| AIM OF THE TASK |
Repeat all the data that appears below, keeping it exact.

| SOURCE MATERIAL |
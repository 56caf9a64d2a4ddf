pub mod dns;
pub mod subdomains;

use self::dns::{reverse_sweep::ReverseSweep, srv::SrvEnum, zone_transfer::ZoneTransfer};
use self::subdomains::abuseipdb::AbuseIpDb;
use self::subdomains::anubisdb::AnubisDb;
use self::subdomains::bufferover::BufferOver;
use self::subdomains::crtsh::CrtSh;
use self::subdomains::digitorus::Digitorus;
use self::subdomains::hackertarget::HackerTarget;
use self::subdomains::merklemap::MerkleMap;
use self::subdomains::urlscan::Urlscan;
use self::subdomains::web_archive::WebArchive;
use self::subdomains::SubdomainModule;
use crate::config::ScanConfig;
use crate::dns::DnsResolver;
use crate::{Error, Result};
use reqwest::{Client, RequestBuilder, Response, StatusCode};
use serde::Serialize;
use tracing::{debug, error, info, instrument};

pub trait Module {
    fn name(&self) -> String;
    fn description(&self) -> String;
}

/// Passive modules query third-party indexes, active ones talk DNS to the
/// target's own infrastructure.
#[derive(Debug, Clone, Copy, PartialEq, Eq, Serialize)]
pub enum ModuleKind {
    Passive,
    Active,
}

impl core::fmt::Display for ModuleKind {
    fn fmt(&self, f: &mut core::fmt::Formatter<'_>) -> core::fmt::Result {
        match self {
            ModuleKind::Passive => f.write_str("passive"),
            ModuleKind::Active => f.write_str("active"),
        }
    }
}

pub fn subdomains_modules(
    config: &ScanConfig,
    http_client: &Client,
    dns_resolver: &DnsResolver,
) -> Vec<Box<dyn SubdomainModule>> {
    vec![
        // -- Passive
        Box::new(CrtSh::new(http_client.clone())),
        Box::new(WebArchive::new(http_client.clone())),
        Box::new(HackerTarget::new(http_client.clone())),
        Box::new(Urlscan::new(http_client.clone())),
        Box::new(MerkleMap::new(http_client.clone())),
        Box::new(AnubisDb::new(http_client.clone())),
        Box::new(BufferOver::new(http_client.clone())),
        Box::new(AbuseIpDb::new(http_client.clone())),
        Box::new(Digitorus::new(http_client.clone())),
        // -- Active
        Box::new(ZoneTransfer::new(
            dns_resolver.clone(),
            config.zone_transfer_timeout(),
        )),
        Box::new(SrvEnum::new(
            dns_resolver.clone(),
            config.srv_records.clone(),
            config.dns_concurrency(),
        )),
        Box::new(ReverseSweep::new(
            dns_resolver.clone(),
            config.sweep_prefix_len(),
            config.dns_concurrency(),
        )),
    ]
}

pub fn display_all(modules: &[Box<dyn SubdomainModule>]) {
    for kind in [ModuleKind::Passive, ModuleKind::Active] {
        println!("\n{} modules", kind);
        for module in modules.iter().filter(|module| module.kind() == kind) {
            println!("- {:25}{}", module.name(), module.description());
        }
    }
}

// region:        --- HTTP requests

pub async fn http_request(http_client: &Client, url: &str) -> Result<Response> {
    send_request(http_client.get(url), url).await
}

#[instrument(name = "HTTP_request", level = "debug", skip_all, fields(url = url))]
pub async fn send_request(request: RequestBuilder, url: &str) -> Result<Response> {
    debug!("Sending request");
    match request.send().await {
        Ok(res) => {
            debug!("Receive with status: {}", res.status());
            Ok(res)
        }
        Err(err) => {
            error!("Reason: {}", err);
            Err(Error::Reqwest(err))
        }
    }
}

/// Body of a successful response; rate limiting and other statuses are
/// reported as errors of the calling module.
pub async fn success_body(res: Response, module: String) -> Result<String> {
    match res.status() {
        StatusCode::TOO_MANY_REQUESTS => Err(Error::RateLimited(module)),
        status if !status.is_success() => {
            info!("{} answered {}", module, status);
            Err(Error::InvalidHttpResponse(module))
        }
        _ => Ok(res.text().await?),
    }
}

// endregion:     --- HTTP requests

| PROBLEM SOLUTION |
repository 56caf9a64d2a4ddf
pub mod dns;
pub mod subdomains;

use self::dns::{reverse_sweep::ReverseSweep, srv::SrvEnum, zone_transfer::ZoneTransfer};
use self::subdomains::abuseipdb::AbuseIpDb;
use self::subdomains::anubisdb::AnubisDb;
use self::subdomains::bufferover::BufferOver;
use self::subdomains::crtsh::CrtSh;
use self::subdomains::digitorus::Digitorus;
use self::subdomains::hackertarget::HackerTarget;
use self::subdomains::merklemap::MerkleMap;
use self::subdomains::urlscan::Urlscan;
use self::subdomains::web_archive::WebArchive;
use self::subdomains::SubdomainModule;
use crate::config::ScanConfig;
use crate::dns::DnsResolver;
use crate::{Error, Result};
use reqwest::{Client, RequestBuilder, Response, StatusCode};
use serde::Serialize;
use tracing::{debug, error, info, instrument};

pub trait Module {
    fn name(&self) -> String;
    fn description(&self) -> String;
}

/// Passive modules query third-party indexes, active ones talk DNS to the
/// target's own infrastructure.
#[derive(Debug, Clone, Copy, PartialEq, Eq, Serialize)]
pub enum ModuleKind {
    Passive,
    Active,
}

impl core::fmt::Display for ModuleKind {
    fn fmt(&self, f: &mut core::fmt::Formatter<'_>) -> core::fmt::Result {
        match self {
            ModuleKind::Passive => f.write_str("passive"),
            ModuleKind::Active => f.write_str("active"),
        }
    }
}

pub fn subdomains_modules(
    config: &ScanConfig,
    http_client: &Client,
    dns_resolver: &DnsResolver,
) -> Vec<Box<dyn SubdomainModule>> {
    vec![
        // -- Passive
        Box::new(CrtSh::new(http_client.clone())),
        Box::new(WebArchive::new(http_client.clone())),
        Box::new(HackerTarget::new(http_client.clone())),
        Box::new(Urlscan::new(http_client.clone())),
        Box::new(MerkleMap::new(http_client.clone())),
        Box::new(AnubisDb::new(http_client.clone())),
        Box::new(BufferOver::new(http_client.clone())),
        Box::new(AbuseIpDb::new(http_client.clone())),
        Box::new(Digitorus::new(http_client.clone())),
        // -- Active
        Box::new(ZoneTransfer::new(
            dns_resolver.clone(),
            config.zone_transfer_timeout(),
        )),
        Box::new(SrvEnum::new(
            dns_resolver.clone(),
            config.srv_records.clone(),
            config.dns_concurrency(),
        )),
        Box::new(ReverseSweep::new(
            dns_resolver.clone(),
            config.sweep_prefix_len(),
            config.dns_concurrency(),
        )),
    ]
}

pub fn display_all(modules: &[Box<dyn SubdomainModule>]) {
    for kind in [ModuleKind::Passive, ModuleKind::Active] {
        println!("\n{} modules", kind);
        for module in modules.iter().filter(|module| module.kind() == kind) {
            println!("- {:25}{}", module.name(), module.description());
        }
    }
}

// region:        --- HTTP requests

pub async fn http_request(http_client: &Client, url: &str) -> Result<Response> {
    send_request(http_client.get(url), url).await
}

#[instrument(name = "HTTP_request", level = "debug", skip_all, fields(url = url))]
pub async fn send_request(request: RequestBuilder, url: &str) -> Result<Response> {
    debug!("Sending request");
    match request.send().await {
        Ok(res) => {
            debug!("Receive with status: {}", res.status());
            Ok(res)
        }
        Err(err) => {
            error!("Reason: {}", err);
            Err(Error::Reqwest(err))
        }
    }
}

/// Body of a successful response; rate limiting and other statuses are
/// reported as errors of the calling module.
pub async fn success_body(res: Response, module: String) -> Result<String> {
    match res.status() {
        StatusCode::TOO_MANY_REQUESTS => Err(Error::RateLimited(module)),
        status if !status.is_success() => {
            info!("{} answered {}", module, status);
            Err(Error::InvalidHttpResponse(module))
        }
        _ => Ok(res.text().await?),
    }
}

// endregion:     --- HTTP requests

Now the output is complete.